| Task description |
Transcribe only the lines between the first line of the records and the line containing "request.chunked_mode = args.chunked;", inclusive, exactly as written.

[Start of section]

//! CLI entry point for the transfer tool.

use std::process::ExitCode;

use anyhow::{Context, Result};
use clap::Parser;
use serde_json::Value;
use tracing::{debug, info};
use transfer_core::auth::load_runtime_cookie_jar;
use transfer_core::{ResultStatus, TransferOutcome, TransferRequest, TransferService};

mod app_config;
mod cli;

use app_config::{FileConfig, load_default_file_config};
use cli::{Cli, Command};

#[tokio::main]
async fn main() -> Result<ExitCode> {
    // Parse CLI arguments first (before tracing, so --help works without logs)
    let cli = Cli::parse();
    let file_config = load_default_file_config()?.unwrap_or_default();

    init_tracing(&cli, &file_config);
    debug!(?cli, "CLI arguments parsed");

    let mut service = TransferService::new(file_config.transport_config());
    if let Some(cookie_source) = cli.cookies.as_ref().or(file_config.cookies_file.as_ref()) {
        service = service.with_cookie_store(load_runtime_cookie_jar(cookie_source)?);
    }

    let outcome = match cli.command {
        Command::Upload(args) => {
            let mut request = TransferRequest::upload(args.source, args.server);
            request.file_key = args.file_key;
            request.file_name = args.file_name;
            request.mime_type = args.mime_type;
            request.extra_params = args
                .params
                .into_iter()
                .map(|(key, value)| (key, Value::String(value)))
                .collect();
            request.trust_all_certificates = args.trust_all_certificates;
            request.chunked_mode = args.chunked;
            TransferOutcome::from(service.transfer(&request).await)
        }
        Command::Download(args) => {
            let request = TransferRequest::download(args.source, args.target);
            TransferOutcome::from(service.transfer(&request).await)
        }
        Command::Invoke(args) => {
            let positional: Vec<Value> = serde_json::from_str(&args.args)
                .context("Invoke arguments must be a JSON array")?;
            service.execute(&args.action, &positional).await
        }
    };

    println!("{}", serde_json::to_string_pretty(&outcome.to_json())?);
    info!(status = ?outcome.status(), "Transfer finished");

    Ok(exit_code(outcome.status()))
}

/// Priority: `RUST_LOG` env var > quiet flag > verbose flag > config verbosity > default (info)
fn init_tracing(cli: &Cli, file_config: &FileConfig) {
    let default_level = if cli.quiet {
        "error"
    } else {
        match cli.verbose {
            0 => file_config
                .verbosity
                .map_or("info", |verbosity| verbosity.filter_level()),
            1 => "debug",
            _ => "trace",
        }
    };

    let filter = tracing_subscriber::EnvFilter::try_from_default_env()
        .unwrap_or_else(|_| tracing_subscriber::EnvFilter::new(default_level));

    // stdout carries the JSON outcome; logs go to stderr.
    tracing_subscriber::fmt()
        .with_env_filter(filter)
        .with_writer(std::io::stderr)
        .init();
}

fn exit_code(status: ResultStatus) -> ExitCode {
    match status {
        ResultStatus::Ok => ExitCode::SUCCESS,
        ResultStatus::IoError => ExitCode::from(1),
        ResultStatus::MalformedRequest | ResultStatus::InvalidAction => ExitCode::from(2),
    }
}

[End of section]

| Response for this exercise |
//! CLI entry point for the transfer tool.

use std::process::ExitCode;

use anyhow::{Context, Result};
use clap::Parser;
use serde_json::Value;
use tracing::{debug, info};
use transfer_core::auth::load_runtime_cookie_jar;
use transfer_core::{ResultStatus, TransferOutcome, TransferRequest, TransferService};

mod app_config;
mod cli;

use app_config::{FileConfig, load_default_file_config};
use cli::{Cli, Command};

#[tokio::main]
async fn main() -> Result<ExitCode> {
    // Parse CLI arguments first (before tracing, so --help works without logs)
    let cli = Cli::parse();
    let file_config = load_default_file_config()?.unwrap_or_default();

    init_tracing(&cli, &file_config);
    debug!(?cli, "CLI arguments parsed");

    let mut service = TransferService::new(file_config.transport_config());
    if let Some(cookie_source) = cli.cookies.as_ref().or(file_config.cookies_file.as_ref()) {
        service = service.with_cookie_store(load_runtime_cookie_jar(cookie_source)?);
    }

    let outcome = match cli.command {
        Command::Upload(args) => {
            let mut request = TransferRequest::upload(args.source, args.server);
            request.file_key = args.file_key;
            request.file_name = args.file_name;
            request.mime_type = args.mime_type;
            request.extra_params = args
                .params
                .into_iter()
                .map(|(key, value)| (key, Value::String(value)))
                .collect();
            request.trust_all_certificates = args.trust_all_certificates;
            request.chunked_mode = args.chunked;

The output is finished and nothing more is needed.